AVAILABLE DATA:

#[derive(Debug, Default, Deserialize)]
pub struct Placement {
    pub row: Option<Value>,
    pub column: Option<Value>,
    pub area: Option<String>,
    pub order: Option<Value>,
    pub grow: Option<Value>,
    pub shrink: Option<Value>,
    pub basis: Option<String>,
}

#[derive(Debug, Deserialize)]
#[serde(rename_all = "camelCase")]
pub struct AddToLayoutArgs {
    pub element: LayoutElement,
    pub container_id: String,
    #[serde(default)]
    pub position: Placement,
}

#[derive(Debug, Deserialize)]
#[serde(rename_all = "camelCase")]
pub struct ResponsiveRule {
    pub max_width: Option<String>,
    pub min_width: Option<String>,
    pub media: Option<String>,
    #[serde(default)]
    pub styles: Map<String, Value>,
}

#[derive(Debug, Deserialize)]
#[serde(rename_all = "camelCase")]
pub struct ResponsiveArgs {
    pub element_id: String,
    #[serde(default)]
    pub rules: Vec<ResponsiveRule>,
}

#[derive(Debug, Deserialize)]
#[serde(rename_all = "camelCase")]
pub struct GridCellArgs {
    pub element_id: String,
    pub container_id: String,
    pub row: Option<Value>,
    pub column: Option<Value>,
    pub area: Option<String>,
}

pub fn register(set: &mut ToolSet) -> Result<()> {
    set.register("createLayoutContainer", Handler::sync(create_layout_container))?;
    set.register("createColumnLayout", Handler::sync(create_column_layout))?;
    set.register("createGridLayout", Handler::sync(create_grid_layout))?;
    set.register("addElementToLayout", Handler::sync(add_element_to_layout))?;
    set.register("setResponsiveRules", Handler::sync(set_responsive_rules))?;
    set.register("placeInGridCell", Handler::sync(place_in_grid_cell))?;
    Ok(())
}

fn styles(pairs: &[(&str, String)]) -> StyleMap {
    pairs
        .iter()
        .map(|(key, value)| (key.to_string(), value.clone()))
        .collect()
}

fn require(registry: &ElementRegistry, id: &str) -> Result<()> {
    if registry.contains(id) {
        Ok(())
    } else {
        Err(VoxError::not_found(id))
    }
}

fn set_layout(registry: &mut ElementRegistry, id: &str, meta: LayoutMeta) -> Result<()> {
    let container = registry
        .get_mut(id)
        .ok_or_else(|| VoxError::not_found(id))?;
    container.layout = Some(meta);
    Ok(())
}

fn create_layout_container(ctx: &ToolContext, args: ContainerArgs) -> Result<ToolOutput> {
    let (kind, display) = match args.kind.as_str() {
        "flex" => (LayoutKind::Flex, "flex"),
        "grid" => (LayoutKind::Grid, "grid"),
        other => {
            return Err(VoxError::Validation(format!(
                "Unsupported layout type {}; use \"grid\" or \"flex\"",
                other
            )))
        }
    };

    let mut registry = ctx.registry.lock();
    let parent = resolve_parent(&registry, args.element_id)?;
    let mut container = Element::div().with_id(args.container_id).with_parent(parent);
    if container.id.is_empty() {
        container.id = generate_id(&format!("{}-container", args.kind));
    }
    container.layout = Some(LayoutMeta {
        kind,
        class_name: None,
    });
    let id = registry.add(container)?;

    let mut container_style = styles(&[
        ("display", display.to_string()),
        ("width", "100%".to_string()),
    ]);
    if kind == LayoutKind::Flex {
        container_style.insert("flex-wrap".to_string(), "wrap".to_string());
    }
    registry.update_style(&id, container_style)?;

    Ok(ToolOutput::success()
        .with("containerId", id)
        .with("type", args.kind))
}
//! Dispatch loop
//!
//! One receive loop per session. Each function call runs as its own task
//! so slow handlers (image generation) never hold up later envelopes;
//! results come back in completion order and are answered with a function
//! result followed by `response.create`.

use super::envelope::{parse_inbound, FunctionCall, Inbound, Outbound};
use crate::tools::{ToolContext, ToolOutput, ToolSet};
use std::sync::Arc;
use tokio::sync::mpsc;
use tokio::task::JoinSet;
use tracing::{debug, info, warn};

/// Routes function calls to the tool set
#[derive(Clone)]
pub struct Dispatcher {
    tools: Arc<ToolSet>,
    ctx: ToolContext,
}

impl Dispatcher {
    pub fn new(tools: Arc<ToolSet>, ctx: ToolContext) -> Self {
        Self { tools, ctx }
    }

    pub fn tools(&self) -> &ToolSet {
        &self.tools
    }

    /// Consume inbound frames until the sender goes away, then wait for the
    /// calls still in flight so none is left unanswered.
    pub async fn run(
        self,
        mut inbound: mpsc::Receiver<String>,
        outbound: mpsc::UnboundedSender<Outbound>,
    ) {
        let mut in_flight: JoinSet<(String, ToolOutput)> = JoinSet::new();

        loop {
            tokio::select! {
                frame = inbound.recv() => {
                    let Some(frame) = frame else { break };
                    if let Some(call) = self.classify(&frame) {
                        self.start(call, &mut in_flight, &outbound);
                    }
                }
                Some(done) = in_flight.join_next(), if !in_flight.is_empty() => {
                    if let Ok((call_id, output)) = done {
                        respond(&outbound, call_id, &output);
                    }
                }
            }
        }

        while let Some(done) = in_flight.join_next().await {
            if let Ok((call_id, output)) = done {
                respond(&outbound, call_id, &output);
            }
        }
        debug!("Dispatch loop finished");
    }

    fn classify(&self, frame: &str) -> Option<FunctionCall> {
        match parse_inbound(frame) {
            Ok(Inbound::FunctionCall(call)) => Some(call),
            Ok(Inbound::ServiceError(message)) => {
                warn!("Realtime service reported an error: {}", message);
                None
            }
            Ok(Inbound::Other(kind)) => {
                debug!("Ignoring {} frame", kind);
                None
            }
            Err(e) => {
                warn!("Dropping undecodable frame: {}", e);
                None
            }
        }
    }

    fn start(
        &self,
        call: FunctionCall,
        in_flight: &mut JoinSet<(String, ToolOutput)>,
        outbound: &mpsc::UnboundedSender<Outbound>,
    ) {
        let Some(handler) = self.tools.get(&call.name).cloned() else {
            warn!("Unknown tool {} (call {}), ignoring", call.name, call.call_id);
            return;
        };

        let args = match call.parse_arguments() {
            Ok(args) => args,
            Err(e) => {
                warn!("Call {} to {}: {}", call.call_id, call.name, e);
                respond(outbound, call.call_id, &ToolOutput::from(e));
                return;
            }
        };

        info!("Invoking {} (call {})", call.name, call.call_id);
        let ctx = self.ctx.clone();
        in_flight.spawn(async move {
            let FunctionCall { name, call_id, .. } = call;
            // Inner task so a panicking handler still yields an answer
            let output = match tokio::spawn(async move { handler.call(&ctx, args).await }).await {
                Ok(output) => output,
                Err(e) if e.is_panic() => {
                    warn!("Tool {} panicked (call {})", name, call_id);
                    ToolOutput::failure(format!("Tool {} failed unexpectedly", name))
                }
                Err(_) => ToolOutput::failure(format!("Tool {} was cancelled", name)),
            };
            if let Some(error) = output.error() {
                warn!("Tool {} failed (call {}): {}", name, call_id, error);
            }
            (call_id, output)
        });
    }
}

fn respond(outbound: &mpsc::UnboundedSender<Outbound>, call_id: String, output: &ToolOutput) {
    if outbound
        .send(Outbound::function_result(call_id, output))
        .and_then(|_| outbound.send(Outbound::ResponseCreate))
        .is_err()
    {
        debug!("Outbound sink closed, dropping result");
    }
}

#[cfg(test)]
mod tests {
    use super::*;
    use crate::dispatch::envelope::ConversationItem;
    use crate::tools::testing;
    use crate::tools::Handler;
    use serde_json::{json, Value};

    fn call_frame(name: &str, call_id: &str, arguments: &str) -> String {
        json!({
            "type": "response.function_call_arguments.done",
            "name": name,
            "call_id": call_id,
            "arguments": arguments,
        })
        .to_string()
    }

    async fn run_frames(tools: ToolSet, frames: Vec<String>) -> Vec<Outbound> {
        let dispatcher = Dispatcher::new(Arc::new(tools), testing::context());
        let (in_tx, in_rx) = mpsc::channel(16);
        let (out_tx, mut out_rx) = mpsc::unbounded_channel();
        for frame in frames {
            in_tx.send(frame).await.unwrap();
        }
        drop(in_tx);
        dispatcher.run(in_rx, out_tx).await;

        let mut sent = Vec::new();
        while let Ok(frame) = out_rx.try_recv() {
            sent.push(frame);
        }
        sent
    }

    fn output_of(frame: &Outbound) -> Value {
        match frame {
            Outbound::ConversationItemCreate {
                item: ConversationItem::FunctionCallOutput { output, .. },
            } => serde_json::from_str(output).unwrap(),
            other => panic!("not a function result: {:?}", other),
        }
    }

    #[tokio::test]
    async fn test_result_then_continue() {
        let sent = run_frames(
            ToolSet::standard().unwrap(),
            vec![call_frame("addButton", "call_1", r#"{"text":"Go","buttonId":"b1"}"#)],
        )
        .await;

        assert_eq!(sent.len(), 2);
        assert_eq!(sent[0].call_id(), Some("call_1"));
        assert_eq!(output_of(&sent[0]), json!({"success": true, "buttonId": "b1"}));
        assert_eq!(sent[1], Outbound::ResponseCreate);
    }

    #[tokio::test]
    async fn test_malformed_arguments_answered_once() {
        let sent = run_frames(
            ToolSet::standard().unwrap(),
            vec![call_frame("addText", "call_bad", "{\"text\": ")],
        )
        .await;

        let results: Vec<_> = sent.iter().filter(|f| f.call_id().is_some()).collect();
        assert_eq!(results.len(), 1);
        assert_eq!(results[0].call_id(), Some("call_bad"));
        assert_eq!(output_of(results[0])["success"], json!(false));
    }

    #[tokio::test]
    async fn test_object_arguments_accepted() {
        let frame = json!({
            "type": "response.function_call_arguments.done",
            "name": "addText",
            "call_id": "call_obj",
            "arguments": {"text": "hi"},
        });
        let sent = run_frames(ToolSet::standard().unwrap(), vec![frame.to_string()]).await;

        assert_eq!(sent.len(), 2);
        assert_eq!(sent[0].call_id(), Some("call_obj"));
        assert_eq!(output_of(&sent[0])["success"], json!(true));
    }

    #[tokio::test]
    async fn test_non_object_arguments_answered_once() {
        let frame = json!({
            "type": "response.function_call_arguments.done",
            "name": "addText",
            "call_id": "call_num",
            "arguments": 42,
        });
        let sent = run_frames(ToolSet::standard().unwrap(), vec![frame.to_string()]).await;

        assert_eq!(sent.len(), 2);
        assert_eq!(sent[0].call_id(), Some("call_num"));
        assert_eq!(output_of(&sent[0])["success"], json!(false));
        assert_eq!(sent[1], Outbound::ResponseCreate);
    }

    #[tokio::test]
    async fn test_unknown_tool_and_noise_ignored() {
        let sent = run_frames(
            ToolSet::standard().unwrap(),
            vec![
                call_frame("launchRockets", "call_x", "{}"),
                r#"{"type":"response.done"}"#.to_string(),
                "garbage".to_string(),
            ],
        )
        .await;
        assert!(sent.is_empty());
    }

    #[tokio::test]
    async fn test_panicking_handler_still_answers() {
        let mut tools = ToolSet::new();
        tools
            .register(
                "explode",
                Handler::sync(|_, _: crate::tools::set::NoArgs| -> crate::Result<ToolOutput> {
                    panic!("boom")
                }),
            )
            .unwrap();

        let sent = run_frames(tools, vec![call_frame("explode", "call_p", "")]).await;
        assert_eq!(sent.len(), 2);
        assert_eq!(sent[0].call_id(), Some("call_p"));
        let output = output_of(&sent[0]);
        assert_eq!(output["success"], json!(false));
        assert!(output["error"].as_str().unwrap().contains("explode"));
    }
}
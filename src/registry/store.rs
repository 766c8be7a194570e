//! Element registry
//!
//! The ordered collection of page elements plus their style overrides.
//! Elements live in one flat vector in document order; each carries its
//! parent id, so sibling order is the vector order filtered by parent.

use super::element::Element;
use super::ids::generate_id;
use super::sanitize::{kebab_case, Sanitized};
use super::StyleMap;
use crate::{Result, VoxError};
use std::collections::{HashMap, HashSet};
use std::str::FromStr;
use tracing::debug;

/// Placement relative to a target element
#[derive(Clone, Copy, Debug, PartialEq, Eq)]
pub enum RelativePosition {
    /// Sibling immediately before the target
    Before,
    /// Sibling immediately after the target
    After,
    /// First child of the target
    Prepend,
    /// Last child of the target
    Append,
}

impl FromStr for RelativePosition {
    type Err = VoxError;

    fn from_str(s: &str) -> Result<Self> {
        match s {
            "before" => Ok(RelativePosition::Before),
            "after" => Ok(RelativePosition::After),
            "prepend" => Ok(RelativePosition::Prepend),
            "append" => Ok(RelativePosition::Append),
            other => Err(VoxError::InvalidPosition(other.to_string())),
        }
    }
}

impl std::fmt::Display for RelativePosition {
    fn fmt(&self, f: &mut std::fmt::Formatter<'_>) -> std::fmt::Result {
        match self {
            RelativePosition::Before => write!(f, "before"),
            RelativePosition::After => write!(f, "after"),
            RelativePosition::Prepend => write!(f, "prepend"),
            RelativePosition::Append => write!(f, "append"),
        }
    }
}

/// Generated CSS owned by an element (column classes, media queries)
#[derive(Clone, Debug, PartialEq, Eq)]
pub struct Stylesheet {
    pub id: String,
    pub owner: String,
    pub css: String,
}

/// The canonical store of page elements
#[derive(Debug, Default)]
pub struct ElementRegistry {
    elements: Vec<Element>,
    styles: HashMap<String, StyleMap>,
    stylesheets: Vec<Stylesheet>,
    page_style: StyleMap,
}

impl ElementRegistry {
    pub fn new() -> Self {
        Self::default()
    }

    /// Append an element, generating an id when it has none.
    ///
    /// Returns the element's id.
    pub fn add(&mut self, element: Element) -> Result<String> {
        let element = self.prepare(element)?;
        let id = element.id.clone();
        debug!("Adding {} element {}", element.kind, id);
        self.elements.push(element);
        Ok(id)
    }

    /// Remove an element, its descendants, and every style record they own.
    ///
    /// Returns the removed ids, the requested one first.
    pub fn delete(&mut self, id: &str) -> Result<Vec<String>> {
        if !self.contains(id) {
            return Err(VoxError::not_found(id));
        }

        let removed = self.subtree_ids(id);
        self.elements.retain(|e| !removed.contains(&e.id));
        for gone in &removed {
            self.styles.remove(gone);
        }
        self.stylesheets.retain(|s| !removed.contains(&s.owner));

        let mut ordered: Vec<String> = vec![id.to_string()];
        ordered.extend(removed.into_iter().filter(|r| r != id));
        debug!("Deleted {} element(s) rooted at {}", ordered.len(), id);
        Ok(ordered)
    }

    /// Put the named elements first, in the given order.
    ///
    /// Elements not named keep their relative order after them. Fails
    /// without mutating when any id is unknown.
    pub fn reorder(&mut self, ids: &[String]) -> Result<()> {
        let mut missing = Vec::new();
        for id in ids {
            if !self.contains(id) && !missing.contains(id) {
                missing.push(id.clone());
            }
        }
        if !missing.is_empty() {
            return Err(VoxError::NotFound(missing));
        }

        let mut seen = HashSet::new();
        let mut remaining = std::mem::take(&mut self.elements);
        let mut ordered = Vec::with_capacity(remaining.len());
        for id in ids {
            if !seen.insert(id.as_str()) {
                continue;
            }
            if let Some(pos) = remaining.iter().position(|e| &e.id == id) {
                ordered.push(remaining.remove(pos));
            }
        }
        ordered.extend(remaining);
        self.elements = ordered;
        Ok(())
    }

    /// Insert a new element as a sibling before or after `target_id`
    pub fn insert_relative(
        &mut self,
        element: Element,
        target_id: &str,
        position: RelativePosition,
    ) -> Result<String> {
        if !matches!(position, RelativePosition::Before | RelativePosition::After) {
            return Err(VoxError::InvalidPosition(position.to_string()));
        }
        let target_index = self
            .index_of(target_id)
            .ok_or_else(|| VoxError::not_found(target_id))?;

        let mut element = element;
        element.parent = self.elements[target_index].parent.clone();
        let element = self.prepare(element)?;
        let id = element.id.clone();

        let index = match position {
            RelativePosition::Before => target_index,
            _ => target_index + 1,
        };
        self.elements.insert(index, element);
        Ok(id)
    }

    /// Move an existing element relative to `target_id`
    pub fn move_relative(
        &mut self,
        id: &str,
        target_id: &str,
        position: RelativePosition,
    ) -> Result<()> {
        let missing: Vec<String> = [id, target_id]
            .iter()
            .filter(|candidate| !self.contains(candidate))
            .map(|candidate| candidate.to_string())
            .collect();
        if !missing.is_empty() {
            return Err(VoxError::NotFound(missing));
        }
        if id == target_id {
            return Err(VoxError::Validation(format!(
                "Cannot move element {} relative to itself",
                id
            )));
        }
        if self.is_descendant(target_id, id) {
            return Err(VoxError::Validation(format!(
                "Cannot move element {} into its own descendant {}",
                id, target_id
            )));
        }

        let from = self.index_of(id).ok_or_else(|| VoxError::not_found(id))?;
        let mut element = self.elements.remove(from);
        let target_index = self
            .index_of(target_id)
            .ok_or_else(|| VoxError::not_found(target_id))?;

        let index = match position {
            RelativePosition::Before => {
                element.parent = self.elements[target_index].parent.clone();
                target_index
            }
            RelativePosition::After => {
                element.parent = self.elements[target_index].parent.clone();
                target_index + 1
            }
            RelativePosition::Prepend => {
                element.parent = Some(target_id.to_string());
                self.child_indices(target_id)
                    .first()
                    .copied()
                    .unwrap_or(target_index + 1)
            }
            RelativePosition::Append => {
                element.parent = Some(target_id.to_string());
                self.child_indices(target_id)
                    .last()
                    .map(|last| last + 1)
                    .unwrap_or(target_index + 1)
            }
        };
        self.elements.insert(index, element);
        Ok(())
    }

    /// Shallow-merge style properties into an element's override.
    ///
    /// Keys are normalized to kebab-case; later writes win. Returns the
    /// merged override.
    pub fn update_style(&mut self, id: &str, partial: StyleMap) -> Result<StyleMap> {
        if !self.contains(id) {
            return Err(VoxError::not_found(id));
        }
        let entry = self.styles.entry(id.to_string()).or_default();
        for (key, value) in partial {
            entry.insert(kebab_case(&key), value);
        }
        Ok(entry.clone())
    }

    /// Style override for an element; empty when none was set
    pub fn style(&self, id: &str) -> StyleMap {
        self.styles.get(id).cloned().unwrap_or_default()
    }

    /// Whether any style record is keyed by `id`
    pub fn has_style_record(&self, id: &str) -> bool {
        self.styles.contains_key(id) || self.stylesheets.iter().any(|s| s.owner == id)
    }

    /// Merge rules pulled out of ingested content. Rules for unknown ids
    /// are ignored. Returns the ids that received styles.
    pub fn apply_extracted_styles(&mut self, sanitized: &Sanitized) -> Vec<String> {
        let mut applied = Vec::new();
        for (id, styles) in &sanitized.rules {
            if self.update_style(id, styles.clone()).is_ok() && !applied.contains(id) {
                applied.push(id.clone());
            }
        }
        applied
    }

    /// Register (or replace) a stylesheet owned by an element
    pub fn set_stylesheet(
        &mut self,
        owner: &str,
        sheet_id: impl Into<String>,
        css: impl Into<String>,
    ) -> Result<()> {
        if !self.contains(owner) {
            return Err(VoxError::not_found(owner));
        }
        let sheet = Stylesheet {
            id: sheet_id.into(),
            owner: owner.to_string(),
            css: css.into(),
        };
        self.stylesheets.retain(|s| s.id != sheet.id);
        self.stylesheets.push(sheet);
        Ok(())
    }

    pub fn stylesheets(&self) -> &[Stylesheet] {
        &self.stylesheets
    }

    /// Styles of the page body
    pub fn page_style(&self) -> &StyleMap {
        &self.page_style
    }

    pub fn update_page_style(&mut self, key: &str, value: impl Into<String>) {
        self.page_style.insert(kebab_case(key), value.into());
    }

    /// All elements in document order
    pub fn list(&self) -> &[Element] {
        &self.elements
    }

    pub fn get(&self, id: &str) -> Option<&Element> {
        self.elements.iter().find(|e| e.id == id)
    }

    pub fn get_mut(&mut self, id: &str) -> Option<&mut Element> {
        self.elements.iter_mut().find(|e| e.id == id)
    }

    /// Case-insensitive lookup, used as a fallback for exact misses
    pub fn find_case_insensitive(&self, id: &str) -> Option<&Element> {
        let wanted = id.to_lowercase();
        self.elements.iter().find(|e| e.id.to_lowercase() == wanted)
    }

    pub fn contains(&self, id: &str) -> bool {
        self.index_of(id).is_some()
    }

    /// Direct children of `parent` (`None` = page root) in order
    pub fn children<'a>(&'a self, parent: Option<&'a str>) -> impl Iterator<Item = &'a Element> {
        self.elements
            .iter()
            .filter(move |e| e.parent.as_deref() == parent)
    }

    pub fn len(&self) -> usize {
        self.elements.len()
    }

    pub fn is_empty(&self) -> bool {
        self.elements.is_empty()
    }

    pub fn clear(&mut self) {
        self.elements.clear();
        self.styles.clear();
        self.stylesheets.clear();
        self.page_style.clear();
    }

    /// Assign an id if needed and check identity and parent constraints
    fn prepare(&self, mut element: Element) -> Result<Element> {
        if element.id.is_empty() {
            element.id = loop {
                let candidate = generate_id(element.kind.id_prefix());
                if !self.contains(&candidate) {
                    break candidate;
                }
            };
        } else if self.contains(&element.id) {
            return Err(VoxError::DuplicateId(element.id));
        }
        if let Some(parent) = &element.parent {
            if !self.contains(parent) {
                return Err(VoxError::not_found(parent.clone()));
            }
        }
        Ok(element)
    }

    fn index_of(&self, id: &str) -> Option<usize> {
        self.elements.iter().position(|e| e.id == id)
    }

    fn child_indices(&self, parent: &str) -> Vec<usize> {
        self.elements
            .iter()
            .enumerate()
            .filter(|(_, e)| e.parent.as_deref() == Some(parent))
            .map(|(i, _)| i)
            .collect()
    }

    /// Whether `id` sits somewhere below `ancestor`
    fn is_descendant(&self, id: &str, ancestor: &str) -> bool {
        let mut current = self.get(id).and_then(|e| e.parent.clone());
        while let Some(parent) = current {
            if parent == ancestor {
                return true;
            }
            current = self.get(&parent).and_then(|e| e.parent.clone());
        }
        false
    }

    fn subtree_ids(&self, root: &str) -> HashSet<String> {
        let mut removed = HashSet::from([root.to_string()]);
        loop {
            let before = removed.len();
            for element in &self.elements {
                if let Some(parent) = &element.parent {
                    if removed.contains(parent) {
                        removed.insert(element.id.clone());
                    }
                }
            }
            if removed.len() == before {
                return removed;
            }
        }
    }
}
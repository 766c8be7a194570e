//! Connection health: circuit breaker and reconnection supervisor

pub mod breaker;
#[allow(clippy::module_inception)]
pub mod supervisor;

pub use breaker::{BreakerPhase, CircuitBreaker, CircuitState};
pub use supervisor::{
    ConnectionIssue, ConnectionStatus, Supervisor, SupervisorCommand, SupervisorEvent,
    SupervisorHandle,
};
//! Element registry
//!
//! Owns page elements, their identity and structural position, and their
//! per-element style overrides. Tool handlers are the only writers.

pub mod element;
pub mod ids;
pub mod render;
pub mod sanitize;
pub mod store;

use parking_lot::Mutex;
use std::collections::BTreeMap;
use std::sync::Arc;

pub use element::{Element, ElementKind, ImageStatus, LayoutKind, LayoutMeta, SelectOption};
pub use ids::generate_id;
pub use store::{ElementRegistry, RelativePosition, Stylesheet};

/// CSS property -> value, kebab-case keys
pub type StyleMap = BTreeMap<String, String>;

/// Registry shared between concurrently running handlers.
///
/// Locks are short and never held across an await point.
pub type SharedRegistry = Arc<Mutex<ElementRegistry>>;

pub fn shared_registry() -> SharedRegistry {
    Arc::new(Mutex::new(ElementRegistry::new()))
}
//! Wire envelopes exchanged over the message channel
//!
//! Inbound frames are classified by their `type` tag; only function-call
//! completions and service errors matter here. Outbound frames are the
//! function result, the "continue generation" signal and the session
//! configuration carrying the tool catalog.

use crate::tools::{tool_definitions, ToolOutput};
use crate::{Result, VoxError};
use serde::{Deserialize, Serialize};
use serde_json::Value;

/// Completed function-call arguments from the remote model
#[derive(Clone, Debug, PartialEq, Deserialize)]
pub struct FunctionCall {
    pub name: String,
    pub call_id: String,
    /// Usually a JSON-encoded string; some relays send the object itself
    #[serde(default)]
    pub arguments: Value,
}

impl FunctionCall {
    /// Decode the arguments; an empty string or a missing field means none
    pub fn parse_arguments(&self) -> Result<Value> {
        match &self.arguments {
            Value::Null => Ok(Value::Null),
            Value::String(text) if text.trim().is_empty() => Ok(Value::Null),
            Value::String(text) => serde_json::from_str(text).map_err(|e| {
                VoxError::Validation(format!("Malformed arguments for {}: {}", self.name, e))
            }),
            Value::Object(_) => Ok(self.arguments.clone()),
            other => Err(VoxError::Validation(format!(
                "Malformed arguments for {}: expected an object, got {}",
                self.name, other
            ))),
        }
    }
}

/// A classified inbound frame
#[derive(Clone, Debug, PartialEq)]
pub enum Inbound {
    FunctionCall(FunctionCall),
    /// Error reported by the realtime service
    ServiceError(String),
    /// Anything else, by type tag
    Other(String),
}

const FUNCTION_CALL_TYPES: [&str; 2] = [
    "response.function_call_arguments.done",
    "function_call_arguments.done",
];

/// Classify one text frame
pub fn parse_inbound(text: &str) -> Result<Inbound> {
    let value: Value = serde_json::from_str(text)?;
    let kind = value
        .get("type")
        .and_then(Value::as_str)
        .unwrap_or_default()
        .to_string();

    if FUNCTION_CALL_TYPES.contains(&kind.as_str()) {
        let call: FunctionCall = serde_json::from_value(value)?;
        return Ok(Inbound::FunctionCall(call));
    }
    if kind == "error" {
        let message = value
            .pointer("/error/message")
            .and_then(Value::as_str)
            .unwrap_or("unspecified error")
            .to_string();
        return Ok(Inbound::ServiceError(message));
    }
    Ok(Inbound::Other(kind))
}

/// Item carried by `conversation.item.create`
#[derive(Clone, Debug, PartialEq, Serialize)]
#[serde(tag = "type", rename_all = "snake_case")]
pub enum ConversationItem {
    FunctionCallOutput { call_id: String, output: String },
}

/// Session configuration sent on every channel open
#[derive(Clone, Debug, PartialEq, Serialize)]
pub struct SessionConfig {
    pub modalities: Vec<String>,
    pub tools: Value,
}

/// Frame sent to the remote model
#[derive(Clone, Debug, PartialEq, Serialize)]
#[serde(tag = "type")]
pub enum Outbound {
    #[serde(rename = "conversation.item.create")]
    ConversationItemCreate { item: ConversationItem },

    #[serde(rename = "response.create")]
    ResponseCreate,

    #[serde(rename = "session.update")]
    SessionUpdate { session: SessionConfig },
}

impl Outbound {
    /// Result of one invocation, correlated by `call_id`
    pub fn function_result(call_id: impl Into<String>, output: &ToolOutput) -> Self {
        Outbound::ConversationItemCreate {
            item: ConversationItem::FunctionCallOutput {
                call_id: call_id.into(),
                output: output.to_json_string(),
            },
        }
    }

    /// Session configuration advertising the standard tool catalog
    pub fn session_update(modalities: &[String]) -> Self {
        Outbound::SessionUpdate {
            session: SessionConfig {
                modalities: modalities.to_vec(),
                tools: tool_definitions(),
            },
        }
    }

    /// Wire name of the frame
    pub fn kind(&self) -> &'static str {
        match self {
            Outbound::ConversationItemCreate { .. } => "conversation.item.create",
            Outbound::ResponseCreate => "response.create",
            Outbound::SessionUpdate { .. } => "session.update",
        }
    }

    /// `call_id` of a function result
    pub fn call_id(&self) -> Option<&str> {
        match self {
            Outbound::ConversationItemCreate {
                item: ConversationItem::FunctionCallOutput { call_id, .. },
            } => Some(call_id),
            _ => None,
        }
    }

    pub fn to_json(&self) -> Result<String> {
        Ok(serde_json::to_string(self)?)
    }
}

WORK INSTRUCTIONS: Within the entries, find all lines holding "start" and copy each one.

TASK OUTPUT:
                        self.start(call, &mut in_flight, &outbound);
    fn start(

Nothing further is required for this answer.